It is evident that the respondents signed an undertaking to pay the school fees. This undertaking was subject to the suit being held in favour of the defendant/applicant. The respondents’ suit was dismissed with costs. No decree was extracted. Should there be a decree as per the judgment, it would simply indicate that the plaintiffs’ suit was dismissed with costs to the defendant. There is nothing more that can be included in such a decree in favour of the applicant other than the award of costs. What Justice Njuguna observed is that the applicant was justified to call for the Kshs.250,000 school fees for the third term.

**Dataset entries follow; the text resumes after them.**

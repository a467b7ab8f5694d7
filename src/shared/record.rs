//! Field survey records
//!
//! Two record families are collected in the field: ancient-tree surveys and
//! germplasm (seed/sample) collections. Both share the same envelope: a
//! server id once the backend knows the record, a stable local `tempId`
//! until then, an optional cover reference for overwriting a conflicting
//! record, and the local sync state shown next to the record in lists.

use crate::shared::form::{FormSchema, FormWriter};
use crate::shared::media::Media;
use chrono::{DateTime, NaiveDate, Utc};
use serde::{Deserialize, Serialize};
use std::fmt;

/// Longitude/latitude pair
#[derive(Debug, Clone, Copy, Serialize, Deserialize, PartialEq)]
pub struct Coordinate {
    pub x: f64,
    pub y: f64,
}

/// Which record family a record or queue item belongs to
#[derive(Debug, Clone, Copy, Serialize, Deserialize, PartialEq, Eq, Hash)]
#[serde(rename_all = "lowercase")]
pub enum RecordKind {
    Survey,
    Germplasm,
}

impl fmt::Display for RecordKind {
    fn fmt(&self, f: &mut fmt::Formatter<'_>) -> fmt::Result {
        match self {
            RecordKind::Survey => write!(f, "survey"),
            RecordKind::Germplasm => write!(f, "germplasm"),
        }
    }
}

/// Identity used to find a record across the store and the queue
///
/// The temporary id wins when both are present: it never changes for the
/// lifetime of the local copy.
#[derive(Debug, Clone, PartialEq, Eq, Hash)]
pub enum RecordKey {
    Temp(String),
    Server(i64),
}

impl fmt::Display for RecordKey {
    fn fmt(&self, f: &mut fmt::Formatter<'_>) -> fmt::Result {
        match self {
            RecordKey::Temp(id) => write!(f, "tempId={}", id),
            RecordKey::Server(id) => write!(f, "id={}", id),
        }
    }
}

/// Sync state mirrored onto the local record copy
#[derive(Debug, Clone, Serialize, Deserialize, PartialEq, Eq)]
#[serde(tag = "state", rename_all = "lowercase")]
pub enum RecordSyncState {
    Pending,
    Synced,
    Error { message: String },
}

/// A survey or germplasm record plus its local bookkeeping
#[derive(Debug, Clone, Serialize, Deserialize, PartialEq)]
#[serde(rename_all = "camelCase")]
pub struct Record {
    #[serde(default, skip_serializing_if = "Option::is_none")]
    pub id: Option<i64>,
    #[serde(default, skip_serializing_if = "Option::is_none")]
    pub temp_id: Option<String>,
    /// Id of a conflicting remote record this submission may overwrite
    #[serde(default, skip_serializing_if = "Option::is_none")]
    pub cover_id: Option<String>,
    #[serde(default, skip_serializing_if = "Option::is_none")]
    pub sync_state: Option<RecordSyncState>,
    pub body: RecordBody,
}

/// Record contents per family
#[derive(Debug, Clone, Serialize, Deserialize, PartialEq)]
#[serde(tag = "kind", content = "fields", rename_all = "lowercase")]
pub enum RecordBody {
    Survey(Survey),
    Germplasm(Germplasm),
}

impl Record {
    pub fn survey(survey: Survey) -> Self {
        Self::new(RecordBody::Survey(survey))
    }

    pub fn germplasm(germplasm: Germplasm) -> Self {
        Self::new(RecordBody::Germplasm(germplasm))
    }

    fn new(body: RecordBody) -> Self {
        Self {
            id: None,
            temp_id: None,
            cover_id: None,
            sync_state: None,
            body,
        }
    }

    pub fn with_temp_id(mut self, temp_id: impl Into<String>) -> Self {
        self.temp_id = Some(temp_id.into());
        self
    }

    pub fn with_id(mut self, id: i64) -> Self {
        self.id = Some(id);
        self
    }

    pub fn kind(&self) -> RecordKind {
        match self.body {
            RecordBody::Survey(_) => RecordKind::Survey,
            RecordBody::Germplasm(_) => RecordKind::Germplasm,
        }
    }

    /// Store/queue identity, `None` for a record with neither id
    pub fn key(&self) -> Option<RecordKey> {
        match (&self.temp_id, self.id) {
            (Some(temp_id), _) if !temp_id.is_empty() => Some(RecordKey::Temp(temp_id.clone())),
            (_, Some(id)) => Some(RecordKey::Server(id)),
            _ => None,
        }
    }

    /// Whether this record answers to `key`
    pub fn matches(&self, key: &RecordKey) -> bool {
        match key {
            RecordKey::Temp(temp_id) => self.temp_id.as_deref() == Some(temp_id.as_str()),
            RecordKey::Server(id) => self.id == Some(*id),
        }
    }
}

/// Ancient tree survey
#[derive(Debug, Clone, Default, Serialize, Deserialize, PartialEq)]
#[serde(rename_all = "camelCase", default)]
pub struct Survey {
    #[serde(rename = "type")]
    pub tree_type: Option<String>,
    pub tree_species: Option<String>,
    pub tree_code: Option<String>,
    pub code_number: Option<String>,
    pub common_name: Option<String>,
    pub latin_name: Option<String>,
    pub family: Option<String>,
    pub genus: Option<String>,
    pub species: Option<String>,
    pub estimated_age: Option<i64>,
    pub ownership_unit: Option<String>,
    pub batch: Option<String>,
    pub soil_layer_thickness: Option<f64>,
    pub land_parcels_name: Option<String>,
    pub location: Option<Coordinate>,
    pub area_code: Option<String>,
    pub town: Option<String>,
    pub village: Option<String>,
    pub small_place_name: Option<String>,
    pub altitude: Option<f64>,
    pub health_status: Option<String>,
    pub protection_level: Option<String>,
    pub protection_type: Option<String>,
    pub is_rare_species: Option<bool>,
    pub tree_height: Option<f64>,
    pub crown_width: Option<f64>,
    pub under_branch_height: Option<f64>,
    pub area: Option<f64>,
    pub quantity: Option<i64>,
    pub transplant_plan: Option<String>,
    pub measurement_dimension_type: Option<String>,
    pub measurement_info_estimate: Option<String>,
    pub specs: Option<String>,
    pub growth_environment: Option<String>,
    pub is_transplant: Option<String>,
    pub not_transplant: Option<String>,
    pub land_type: Option<String>,
    pub soil_texture: Option<String>,
    pub landform: Option<String>,
    pub slope: Option<String>,
    pub aspect: Option<String>,
    pub slope_position: Option<String>,
    pub site_condition_desc: Option<String>,
    pub protection_measure_type: Option<String>,
    pub team: Option<String>,
    pub relocation_protection: Option<String>,
    pub management_measures: Option<String>,
    pub relocation_place: Option<String>,
    pub project_schedule: Option<String>,
    pub labor_statistics: Option<String>,
    pub investment_estimate: Option<f64>,
    pub historical_anecdotes: Option<String>,
    pub discovery_date: Option<NaiveDate>,
    pub remarks: Option<String>,
    pub investigate_status: Option<String>,
    pub task_manage_id: Option<i64>,
    pub finish_date: Option<NaiveDate>,
    /// Assigned server side; never sent back
    pub investigator_id: Option<i64>,
    pub multimedia: Vec<Media>,
}

impl FormSchema for Survey {
    fn write_form(&self, writer: &mut FormWriter<'_>) {
        crate::form_fields!(writer, self, {
            "type" => tree_type,
            "treeSpecies" => tree_species,
            "treeCode" => tree_code,
            "codeNumber" => code_number,
            "commonName" => common_name,
            "latinName" => latin_name,
            "family" => family,
            "genus" => genus,
            "species" => species,
            "estimatedAge" => estimated_age,
            "ownershipUnit" => ownership_unit,
            "batch" => batch,
            "soilLayerThickness" => soil_layer_thickness,
            "landParcelsName" => land_parcels_name,
            "areaCode" => area_code,
            "town" => town,
            "village" => village,
            "smallPlaceName" => small_place_name,
            "altitude" => altitude,
            "healthStatus" => health_status,
            "protectionLevel" => protection_level,
            "protectionType" => protection_type,
            "isRareSpecies" => is_rare_species,
            "treeHeight" => tree_height,
            "crownWidth" => crown_width,
            "underBranchHeight" => under_branch_height,
            "area" => area,
            "quantity" => quantity,
            "transplantPlan" => transplant_plan,
            "measurementDimensionType" => measurement_dimension_type,
            "measurementInfoEstimate" => measurement_info_estimate,
            "specs" => specs,
            "growthEnvironment" => growth_environment,
            "isTransplant" => is_transplant,
            "notTransplant" => not_transplant,
            "landType" => land_type,
            "soilTexture" => soil_texture,
            "landform" => landform,
            "slope" => slope,
            "aspect" => aspect,
            "slopePosition" => slope_position,
            "siteConditionDesc" => site_condition_desc,
            "protectionMeasureType" => protection_measure_type,
            "team" => team,
            "relocationProtection" => relocation_protection,
            "managementMeasures" => management_measures,
            "relocationPlace" => relocation_place,
            "projectSchedule" => project_schedule,
            "laborStatistics" => labor_statistics,
            "investmentEstimate" => investment_estimate,
            "historicalAnecdotes" => historical_anecdotes,
            "discoveryDate" => discovery_date,
            "remarks" => remarks,
            "investigateStatus" => investigate_status,
            "taskManageId" => task_manage_id,
            "finishDate" => finish_date,
        });
        writer.coordinate("location", self.location.as_ref());
        writer.media("multimedia", "multimedia_", &self.multimedia);
    }
}

/// Germplasm resource collection
#[derive(Debug, Clone, Default, Serialize, Deserialize, PartialEq)]
#[serde(rename_all = "camelCase", default)]
pub struct Germplasm {
    pub code_number: Option<String>,
    pub collect_time: Option<DateTime<Utc>>,
    pub weather: Option<String>,
    pub collect_team: Option<String>,
    pub collect_personnel: Option<String>,
    pub parent_health_status: Option<String>,
    pub has_pests_diseases: Option<String>,
    pub phenotype_description: Option<String>,
    pub community_environment: Option<String>,
    pub signature_date: Option<NaiveDate>,
    pub field_image_parent_tree: Vec<Media>,
    pub field_image_trunk_base: Vec<Media>,
    pub field_image_crown: Vec<Media>,
    pub field_image_habitat: Vec<Media>,
    pub collector_signature: Vec<Media>,
    pub recorder_signature: Vec<Media>,
    pub details: Vec<GermplasmDetail>,
}

impl FormSchema for Germplasm {
    fn write_form(&self, writer: &mut FormWriter<'_>) {
        crate::form_fields!(writer, self, {
            "codeNumber" => code_number,
            "collectTime" => collect_time,
            "weather" => weather,
            "collectTeam" => collect_team,
            "collectPersonnel" => collect_personnel,
            "parentHealthStatus" => parent_health_status,
            "hasPestsDiseases" => has_pests_diseases,
            "phenotypeDescription" => phenotype_description,
            "communityEnvironment" => community_environment,
            "signatureDate" => signature_date,
        });
        let media_fields = [
            ("fieldImageParentTree", &self.field_image_parent_tree),
            ("fieldImageTrunkBase", &self.field_image_trunk_base),
            ("fieldImageCrown", &self.field_image_crown),
            ("fieldImageHabitat", &self.field_image_habitat),
            ("collectorSignature", &self.collector_signature),
            ("recorderSignature", &self.recorder_signature),
        ];
        for (name, items) in media_fields {
            writer.media(name, name, items);
        }
        writer.nested("details", &self.details);
    }
}

/// One collected sample within a germplasm record
#[derive(Debug, Clone, Default, Serialize, Deserialize, PartialEq)]
#[serde(rename_all = "camelCase", default)]
pub struct GermplasmDetail {
    /// Local-only identity for editing the detail in place
    pub temp_id: Option<String>,
    pub germplasm_resources_code: Option<String>,
    pub germplasm_type: Option<String>,
    pub collect_part: Option<String>,
    pub collect_method: Option<String>,
    pub collect_quantity: Option<String>,
    pub collect_unit: Option<String>,
    pub sample_quality_assessment: Option<String>,
    pub collect_maturity: Option<String>,
    pub appearance_description: Option<String>,
    pub pest_disease_situation: Option<String>,
    pub preliminary_treatment: Option<String>,
    pub container_packaging: Option<String>,
    pub packaging_spec_quantity: Option<String>,
    pub label_check_confirmation: Option<bool>,
    pub remarks: Option<String>,
    pub germplasm_sample_closeup: Vec<Media>,
}

impl FormSchema for GermplasmDetail {
    fn write_form(&self, writer: &mut FormWriter<'_>) {
        crate::form_fields!(writer, self, {
            "germplasmResourcesCode" => germplasm_resources_code,
            "germplasmType" => germplasm_type,
            "collectPart" => collect_part,
            "collectMethod" => collect_method,
            "collectQuantity" => collect_quantity,
            "collectUnit" => collect_unit,
            "sampleQualityAssessment" => sample_quality_assessment,
            "collectMaturity" => collect_maturity,
            "appearanceDescription" => appearance_description,
            "pestDiseaseSituation" => pest_disease_situation,
            "preliminaryTreatment" => preliminary_treatment,
            "containerPackaging" => container_packaging,
            "packagingSpecQuantity" => packaging_spec_quantity,
            "labelCheckConfirmation" => label_check_confirmation,
            "remarks" => remarks,
        });
        writer.media(
            "germplasmSampleCloseup",
            "germplasmSampleCloseup",
            &self.germplasm_sample_closeup,
        );
    }
}

#[cfg(test)]
mod tests {
    use super::*;

    #[test]
    fn test_key_prefers_temp_id() {
        let record = Record::survey(Survey::default())
            .with_id(42)
            .with_temp_id("t1");
        assert_eq!(record.key(), Some(RecordKey::Temp("t1".to_string())));

        let record = Record::survey(Survey::default()).with_id(42);
        assert_eq!(record.key(), Some(RecordKey::Server(42)));

        assert_eq!(Record::survey(Survey::default()).key(), None);
    }

    #[test]
    fn test_matches_either_identity() {
        let record = Record::germplasm(Germplasm::default())
            .with_id(5)
            .with_temp_id("g1");
        assert!(record.matches(&RecordKey::Temp("g1".to_string())));
        assert!(record.matches(&RecordKey::Server(5)));
        assert!(!record.matches(&RecordKey::Server(6)));
    }

    #[test]
    fn test_record_json_round_trip_keeps_kind() {
        let record = Record::survey(Survey {
            tree_species: Some("Oak".to_string()),
            location: Some(Coordinate { x: 93.76, y: 29.23 }),
            multimedia: vec![Media::local("/tmp/oak.jpg")],
            ..Default::default()
        })
        .with_temp_id("t1");

        let json = serde_json::to_value(&record).unwrap();
        assert_eq!(json["tempId"], "t1");
        assert_eq!(json["body"]["kind"], "survey");
        assert_eq!(json["body"]["fields"]["treeSpecies"], "Oak");

        let back: Record = serde_json::from_value(json).unwrap();
        assert_eq!(back, record);
        assert_eq!(back.kind(), RecordKind::Survey);
    }

    #[test]
    fn test_survey_accepts_partial_json() {
        let survey: Survey = serde_json::from_str(r#"{"treeCode": "GS-001"}"#).unwrap();
        assert_eq!(survey.tree_code.as_deref(), Some("GS-001"));
        assert!(survey.multimedia.is_empty());
    }
}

Such observation cannot be held to be a final finding in favour of the applicant to be paid the money.
The record shows that Margaret Muigai swore an affidavit on 2nd May, 2017 in response to the plaintiffs’ application dated 21st April, 2017. The said affidavit annexed the school fees statement for each student. The amounts vary for each student and range between Kshs.251,000 for Mark Ernest Njogu to Kshs. 306. 500 for Joy Muthoni Gatonye. The amount for Jeffrey Gichuki Wanjohi is Kshs.292, 500 while Ryan Kimani Githuku’s balance is indicated as Kshs.302,100. It is clear to me that the suit was dismissed and was not held in favour of the defendant. Had the defendant raised a proper counter-claim, Justice Njuguna would have simply held in favour of the applicant as per her sentiments indicated in the judgment.

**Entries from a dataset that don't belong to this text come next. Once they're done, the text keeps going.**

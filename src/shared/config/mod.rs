//! Application configuration module
//!
//! Layered configuration for the sync client: built-in defaults, then an
//! optional TOML file, then environment variables.
//!
//! ```toml
//! server_url = "https://survey.example.org/api"
//! request_timeout_secs = 60
//! data_dir = "/var/lib/fieldsync"
//! ```

use serde::Deserialize;
use std::path::{Path, PathBuf};
use thiserror::Error;

/// Default API base URL, including the `/api` prefix every route shares
pub const DEFAULT_SERVER_URL: &str = "http://127.0.0.1:8080/api";

/// Default per-request timeout in seconds
pub const DEFAULT_TIMEOUT_SECS: u64 = 60;

const ENV_API_URL: &str = "FIELDSYNC_API_URL";
const ENV_DATA_DIR: &str = "FIELDSYNC_DATA_DIR";
const ENV_TIMEOUT: &str = "FIELDSYNC_TIMEOUT_SECS";

/// Application configuration
#[derive(Debug, Clone)]
pub struct AppConfig {
    /// API base URL
    pub server_url: String,
    /// Transport timeout applied to every request
    pub request_timeout_secs: u64,
    /// Directory holding the local database
    pub data_dir: PathBuf,
    /// Token refresh endpoint, relative to `server_url`
    pub refresh_path: String,
    /// Login endpoint, relative to `server_url`
    pub login_path: String,
    /// URL fragments that never carry a bearer token
    pub auth_exempt_markers: Vec<String>,
}

impl Default for AppConfig {
    fn default() -> Self {
        Self {
            server_url: DEFAULT_SERVER_URL.to_string(),
            request_timeout_secs: DEFAULT_TIMEOUT_SECS,
            data_dir: default_data_dir(),
            refresh_path: "/refresh_token".to_string(),
            login_path: "/login".to_string(),
            auth_exempt_markers: vec![
                "login".to_string(),
                "change_password_for_expired".to_string(),
            ],
        }
    }
}

impl AppConfig {
    /// Create a new AppConfigBuilder
    pub fn builder() -> AppConfigBuilder {
        AppConfigBuilder::default()
    }

    /// Validate the configuration
    pub fn validate(&self) -> Result<(), ConfigError> {
        let url = reqwest::Url::parse(&self.server_url)
            .map_err(|e| ConfigError::InvalidUrl(format!("{}: {}", self.server_url, e)))?;
        if !matches!(url.scheme(), "http" | "https") {
            return Err(ConfigError::InvalidUrl(format!(
                "{}: unsupported scheme",
                self.server_url
            )));
        }
        if self.request_timeout_secs == 0 {
            return Err(ConfigError::MissingValue("request_timeout_secs"));
        }
        if self.refresh_path.is_empty() {
            return Err(ConfigError::MissingValue("refresh_path"));
        }
        if self.login_path.is_empty() {
            return Err(ConfigError::MissingValue("login_path"));
        }
        Ok(())
    }

    /// Default location of the config file
    pub fn default_path() -> Option<PathBuf> {
        dirs::config_dir().map(|dir| dir.join("fieldsync").join("config.toml"))
    }

    /// Load defaults, the config file at `path` (or the default path) when it
    /// exists, then environment overrides
    pub fn load(path: Option<&Path>) -> Result<Self, ConfigError> {
        let mut builder = AppConfig::builder();

        let file = path.map(Path::to_path_buf).or_else(Self::default_path);
        if let Some(file) = file.filter(|p| p.exists()) {
            let raw = std::fs::read_to_string(&file)?;
            builder = builder.merge_toml(&raw)?;
            tracing::debug!("[CONFIG] loaded {}", file.display());
        }

        builder.merge_env()?.build()
    }
}

/// Builder for AppConfig
#[derive(Debug, Default)]
pub struct AppConfigBuilder {
    server_url: Option<String>,
    request_timeout_secs: Option<u64>,
    data_dir: Option<PathBuf>,
    refresh_path: Option<String>,
    login_path: Option<String>,
    auth_exempt_markers: Option<Vec<String>>,
}

/// On-disk shape of the config file; every key is optional
#[derive(Debug, Default, Deserialize)]
struct FileConfig {
    server_url: Option<String>,
    request_timeout_secs: Option<u64>,
    data_dir: Option<PathBuf>,
    refresh_path: Option<String>,
    login_path: Option<String>,
    auth_exempt_markers: Option<Vec<String>>,
}

impl AppConfigBuilder {
    /// Set the server URL
    pub fn server_url(mut self, url: impl Into<String>) -> Self {
        self.server_url = Some(url.into());
        self
    }

    pub fn request_timeout_secs(mut self, secs: u64) -> Self {
        self.request_timeout_secs = Some(secs);
        self
    }

    pub fn data_dir(mut self, dir: impl Into<PathBuf>) -> Self {
        self.data_dir = Some(dir.into());
        self
    }

    pub fn refresh_path(mut self, path: impl Into<String>) -> Self {
        self.refresh_path = Some(path.into());
        self
    }

    pub fn login_path(mut self, path: impl Into<String>) -> Self {
        self.login_path = Some(path.into());
        self
    }

    pub fn auth_exempt_markers(mut self, markers: Vec<String>) -> Self {
        self.auth_exempt_markers = Some(markers);
        self
    }

    /// Overlay values from a TOML document
    pub fn merge_toml(mut self, raw: &str) -> Result<Self, ConfigError> {
        let file: FileConfig = toml::from_str(raw)?;
        self.server_url = file.server_url.or(self.server_url);
        self.request_timeout_secs = file.request_timeout_secs.or(self.request_timeout_secs);
        self.data_dir = file.data_dir.or(self.data_dir);
        self.refresh_path = file.refresh_path.or(self.refresh_path);
        self.login_path = file.login_path.or(self.login_path);
        self.auth_exempt_markers = file.auth_exempt_markers.or(self.auth_exempt_markers);
        Ok(self)
    }

    /// Overlay `FIELDSYNC_*` environment variables
    pub fn merge_env(mut self) -> Result<Self, ConfigError> {
        if let Ok(url) = std::env::var(ENV_API_URL) {
            self.server_url = Some(url);
        }
        if let Ok(dir) = std::env::var(ENV_DATA_DIR) {
            self.data_dir = Some(PathBuf::from(dir));
        }
        if let Ok(raw) = std::env::var(ENV_TIMEOUT) {
            let secs = raw
                .parse::<u64>()
                .map_err(|_| ConfigError::InvalidNumber(ENV_TIMEOUT, raw))?;
            self.request_timeout_secs = Some(secs);
        }
        Ok(self)
    }

    /// Build the configuration
    pub fn build(self) -> Result<AppConfig, ConfigError> {
        let defaults = AppConfig::default();
        let config = AppConfig {
            server_url: self
                .server_url
                .map(|url| url.trim_end_matches('/').to_string())
                .unwrap_or(defaults.server_url),
            request_timeout_secs: self
                .request_timeout_secs
                .unwrap_or(defaults.request_timeout_secs),
            data_dir: self.data_dir.unwrap_or(defaults.data_dir),
            refresh_path: self.refresh_path.unwrap_or(defaults.refresh_path),
            login_path: self.login_path.unwrap_or(defaults.login_path),
            auth_exempt_markers: self
                .auth_exempt_markers
                .unwrap_or(defaults.auth_exempt_markers),
        };
        config.validate()?;
        Ok(config)
    }
}

fn default_data_dir() -> PathBuf {
    let mut path = dirs::data_dir().unwrap_or_else(std::env::temp_dir);
    path.push("fieldsync");
    path
}

/// Configuration errors
#[derive(Debug, Error)]
pub enum ConfigError {
    #[error("invalid URL: {0}")]
    InvalidUrl(String),
    #[error("missing value: {0}")]
    MissingValue(&'static str),
    #[error("invalid number in {0}: {1}")]
    InvalidNumber(&'static str, String),
    #[error("failed to read config file: {0}")]
    Io(#[from] std::io::Error),
    #[error("failed to parse config file: {0}")]
    Parse(#[from] toml::de::Error),
}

In case ofKASTURILAL LAROYA –V- MITYANA STAPLE COTTON CO LTD AND ANOTHER; [1958] E.A, 194, Sir Audley Mckisack, C.J.observed as follows:
The principle propounded in Re Maria Annie Davies (1)[1889] 21 QBD 236 at p.239 must be borne in mind-
“Recourse ought not to be had to process of contempt in aid of a civil remedy where there is any other method of doing justice. The observations of the later Master of the Rolls in the case of Re Clementseem much in point: “It seems to me that this jurisdiction of committing for contempt being practically arbitrary and unlimited, should be most jealously and carefully watched, and exercised, if I may say so, with the greatest reluctance and the greatest anxiety on the part of judges to see whether there is no other mode which is not open to the objection of arbitrariness, and which can be brought to bear upon the subject. I say that a judge should be most careful to see that the cause cannot be fairly prosecuted to a hearing unless this extreme mode of dealing with persons brought before him on accusations of contempt should be adopted. I have myself had on many occasions to consider this jurisdiction, and I have always thought that, necessary though it be, it is necessary only in the sense in which extreme measures are sometimes necessary to preserve men’s rights, that is, if no other pertinent remedy can be found. Probably that will be discovered after consideration to be the true measure of the exercise of the jurisdiction
In the result, therefore, I find that the conduct of the respondents (on the assumed facts) does not amount to an obstruction of the course of justice or to prejudice to the decree holder’s interests, and the mere fact that there has been disobedience to an order of the court does not, in those circumstances, render the respondents liable to be dealt with as for a contempt.”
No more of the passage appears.